The most important way organizations can optimize the shift to a remote workforce is to establish and maintain clear boundaries around work time that otherwise slip as employees juggle new schedules and commitments, according to other speakers at the SRE from Home event.

"Working at a sustainable pace is paramount," said Holly Allen, head of reliability at Slack, in a virtual Q&A after a session at the event. "Leaders have to model this and be vocal about taking time off when we need it."

A DevOps model for catching up in digital transformation

Companies already invested in digital transformation were better able to weather the pandemic, but those who were already behind on tech modernization are struggling even more in the wake of the crisis.

"We're in the very beginning stages of it all," said Milan May'r, a software engineer at a Fortune 500 company he requested not be named, in a virtual discussion during the SRE from Home event. "Right now, two of us are using our spare time to create uptime metrics for a vital internal website -- it seems nobody can even measure total uptime for a vital portal."

Instead, May'r said in a separate interview, IT ops pros at his company are focused on traditional tasks such as responding to individual incidents, rather than improving system resilience. This has been hindered further by difficulty getting people to collaborate remotely by remaining connected via chat apps and turning on cameras for video conferences, he said.

Companies that weren't fully on board with a DevOps model and digital transformation are now caught in a vicious cycle, said Sanjeev Sharma, co-founder and principal analyst at Accelerated Strategies Group, who consulted with enterprises during the COVID-19 crisis.

"Companies realize they need to step up their transformation," Sharma said. "But most ops teams have been too overwhelmed by the shift to remote work to step back and implement changes to processes and workflows."

Sharma's recommendation to clients has been to dedicate a team to transformation tasks while the rest of the IT staff handles day-to-day troubleshooting. This is easier said than done amid an ongoing IT skills shortage, but it isn't impossible, Sharma said.

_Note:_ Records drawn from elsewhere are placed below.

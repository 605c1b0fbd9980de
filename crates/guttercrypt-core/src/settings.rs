//! Local project settings.
//!
//! A small unencrypted JSON file next to the vault holding the assistant
//! provider choice, optional API keys and the linked sync gist.

use std::fs;

use serde::{Deserialize, Serialize};
use tracing::warn;

use crate::config::StoreConfig;
use crate::error::Result;
use crate::fs::{ensure_vault_dir, write_atomic};

#[derive(Debug, Clone, Default, PartialEq, Eq, Serialize, Deserialize)]
#[serde(rename_all = "camelCase")]
pub struct ProjectSettings {
    #[serde(default, skip_serializing_if = "Option::is_none")]
    pub ai_provider: Option<String>,
    #[serde(default, skip_serializing_if = "Option::is_none")]
    pub gemini_api_key: Option<String>,
    #[serde(default, skip_serializing_if = "Option::is_none")]
    pub openai_api_key: Option<String>,
    #[serde(default, skip_serializing_if = "Option::is_none")]
    pub github_token: Option<String>,
    #[serde(default, skip_serializing_if = "Option::is_none")]
    pub gist_id: Option<String>,
}

impl ProjectSettings {
    /// Load settings; a missing or unparsable file yields defaults.
    pub fn load(config: &StoreConfig) -> Result<Self> {
        let path = config.settings_file();
        if !path.is_file() {
            return Ok(Self::default());
        }
        let contents = fs::read_to_string(&path)?;
        match serde_json::from_str(&contents) {
            Ok(settings) => Ok(settings),
            Err(err) => {
                warn!(path = %path.display(), error = %err, "ignoring unreadable settings");
                Ok(Self::default())
            }
        }
    }

    /// Write settings, creating the vault directory if needed.
    pub fn save(&self, config: &StoreConfig) -> Result<()> {
        ensure_vault_dir(&config.vault_dir())?;
        let json = serde_json::to_string_pretty(self)?;
        write_atomic(&config.settings_file(), json.as_bytes())?;
        Ok(())
    }
}

#[cfg(test)]
mod tests {
    use super::*;
    use tempfile::tempdir;

    #[test]
    fn test_missing_settings_are_default() {
        let dir = tempdir().unwrap();
        let config = StoreConfig::new(dir.path());
        assert_eq!(ProjectSettings::load(&config).unwrap(), ProjectSettings::default());
    }

    #[test]
    fn test_save_and_load() {
        let dir = tempdir().unwrap();
        let config = StoreConfig::new(dir.path());
        let settings = ProjectSettings {
            ai_provider: Some("gemini".to_string()),
            gist_id: Some("abc123".to_string()),
            ..Default::default()
        };

        settings.save(&config).unwrap();
        let loaded = ProjectSettings::load(&config).unwrap();
        assert_eq!(loaded, settings);

        let raw = fs::read_to_string(config.settings_file()).unwrap();
        assert!(raw.contains("\"gistId\": \"abc123\""));
        assert!(!raw.contains("geminiApiKey"));
    }

    #[test]
    fn test_unparsable_settings_are_default() {
        let dir = tempdir().unwrap();
        let config = StoreConfig::new(dir.path());
        fs::create_dir_all(config.vault_dir()).unwrap();
        fs::write(config.settings_file(), "not json").unwrap();

        assert_eq!(ProjectSettings::load(&config).unwrap(), ProjectSettings::default());
    }

    #[test]
    fn test_unknown_fields_are_tolerated() {
        let dir = tempdir().unwrap();
        let config = StoreConfig::new(dir.path());
        fs::create_dir_all(config.vault_dir()).unwrap();
        fs::write(
            config.settings_file(),
            r#"{"geminiApiKey":"k","theme":"neon"}"#,
        )
        .unwrap();

        let settings = ProjectSettings::load(&config).unwrap();
        assert_eq!(settings.gemini_api_key.as_deref(), Some("k"));
    }
}
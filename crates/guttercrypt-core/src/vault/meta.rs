//! Plaintext metadata sidecar for the vault.
//!
//! The sidecar records key *names* so `list` works without a passphrase.
//! It never contains values.

use chrono::{DateTime, Utc};
use serde::{Deserialize, Serialize};

/// Current sidecar schema version.
pub const META_FORMAT_VERSION: u32 = 1;

/// Unencrypted description of the stored document.
#[derive(Debug, Clone, PartialEq, Eq, Serialize, Deserialize)]
#[serde(rename_all = "camelCase")]
pub struct VaultMeta {
    #[serde(alias = "version")]
    pub format_version: u32,
    pub stored_at: DateTime<Utc>,
    pub source_file: Option<String>,
    pub key_count: usize,
    pub keys: Vec<String>,
    #[serde(default)]
    pub raw_text: bool,
}

impl VaultMeta {
    /// Build metadata for an env-style document.
    pub fn for_document(contents: &str, source_file: Option<String>) -> Self {
        let keys = extract_keys(contents);
        Self {
            format_version: META_FORMAT_VERSION,
            stored_at: Utc::now(),
            source_file,
            key_count: keys.len(),
            keys,
            raw_text: false,
        }
    }

    /// Build metadata for free-form text (no key names are recorded).
    pub fn for_raw_text() -> Self {
        Self {
            format_version: META_FORMAT_VERSION,
            stored_at: Utc::now(),
            source_file: None,
            key_count: 0,
            keys: Vec::new(),
            raw_text: true,
        }
    }
}

/// Extract key names from `KEY=VALUE` lines.
///
/// Blank lines and `#` comments are skipped; each remaining line contributes
/// the trimmed text before its first `=` (the whole line if there is none).
/// Empty names are dropped. Order follows the document.
pub fn extract_keys(contents: &str) -> Vec<String> {
    contents
        .split('\n')
        .filter(|line| {
            let trimmed = line.trim();
            !trimmed.is_empty() && !trimmed.starts_with('#')
        })
        .map(|line| line.split('=').next().unwrap_or_default().trim())
        .filter(|key| !key.is_empty())
        .map(String::from)
        .collect()
}

#[cfg(test)]
mod tests {
    use super::*;

    #[test]
    fn test_extract_keys_skips_comments_and_blanks() {
        let keys = extract_keys("A=1\n# comment\n\nB=2\nNOVALUE\n");
        assert_eq!(keys, vec!["A", "B", "NOVALUE"]);
    }

    #[test]
    fn test_extract_keys_trims_and_handles_crlf() {
        let keys = extract_keys("  SPACED = value \r\nexport_ok=1\r\n   # indented comment\r\n");
        assert_eq!(keys, vec!["SPACED", "export_ok"]);
    }

    #[test]
    fn test_extract_keys_splits_on_first_equals() {
        let keys = extract_keys("URL=postgres://u:p@h/db?x=y\n");
        assert_eq!(keys, vec!["URL"]);
    }

    #[test]
    fn test_extract_keys_drops_empty_names() {
        let keys = extract_keys("=orphan\n  =  \nKEY=1");
        assert_eq!(keys, vec!["KEY"]);
    }

    #[test]
    fn test_meta_for_document_counts_keys() {
        let meta = VaultMeta::for_document("A=1\n# comment\n\nB=2\nNOVALUE\n", Some(".env".into()));
        assert_eq!(meta.key_count, 3);
        assert_eq!(meta.keys.len(), meta.key_count);
        assert_eq!(meta.source_file.as_deref(), Some(".env"));
        assert!(!meta.raw_text);
    }

    #[test]
    fn test_meta_json_shape_has_no_values() {
        let meta = VaultMeta::for_document("TOKEN=super-secret-value\n", None);
        let json = serde_json::to_string(&meta).unwrap();
        assert!(json.contains("\"formatVersion\":1"));
        assert!(json.contains("\"keyCount\":1"));
        assert!(json.contains("\"sourceFile\":null"));
        assert!(!json.contains("super-secret-value"));
    }

    #[test]
    fn test_meta_reads_legacy_version_field() {
        let json = r#"{
            "version": 1,
            "storedAt": "2025-01-02T03:04:05.678Z",
            "sourceFile": ".env",
            "keyCount": 2,
            "keys": ["A", "B"]
        }"#;
        let meta: VaultMeta = serde_json::from_str(json).unwrap();
        assert_eq!(meta.format_version, 1);
        assert_eq!(meta.keys, vec!["A", "B"]);
        assert!(!meta.raw_text);
    }

    #[test]
    fn test_raw_text_meta() {
        let meta = VaultMeta::for_raw_text();
        assert!(meta.raw_text);
        assert!(meta.keys.is_empty());
        assert_eq!(meta.key_count, 0);
        assert!(meta.source_file.is_none());
    }
}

Most companies are familiar with DevOps principles that represent radical change, such as frequent application updates and high-velocity deployment, known in DevOps and Lean manufacturing circles as kaikaku. But organizations struggling with digital transformation can also turn to a less-emphasized concept of incremental change, or kaizen, said Dawn Parzych, developer advocate at LaunchDarkly, in an SRE from Home presentation.

"Kaizen is where you need to slowly improve things," Parzych said, whether it's juggling parenting and distance learning for children while working from home or developing software. "DevOps is founded on the three ways of flow, feedback and learning ... you want feedback in short, amplified cycles, and then you take that feedback and incorporate it."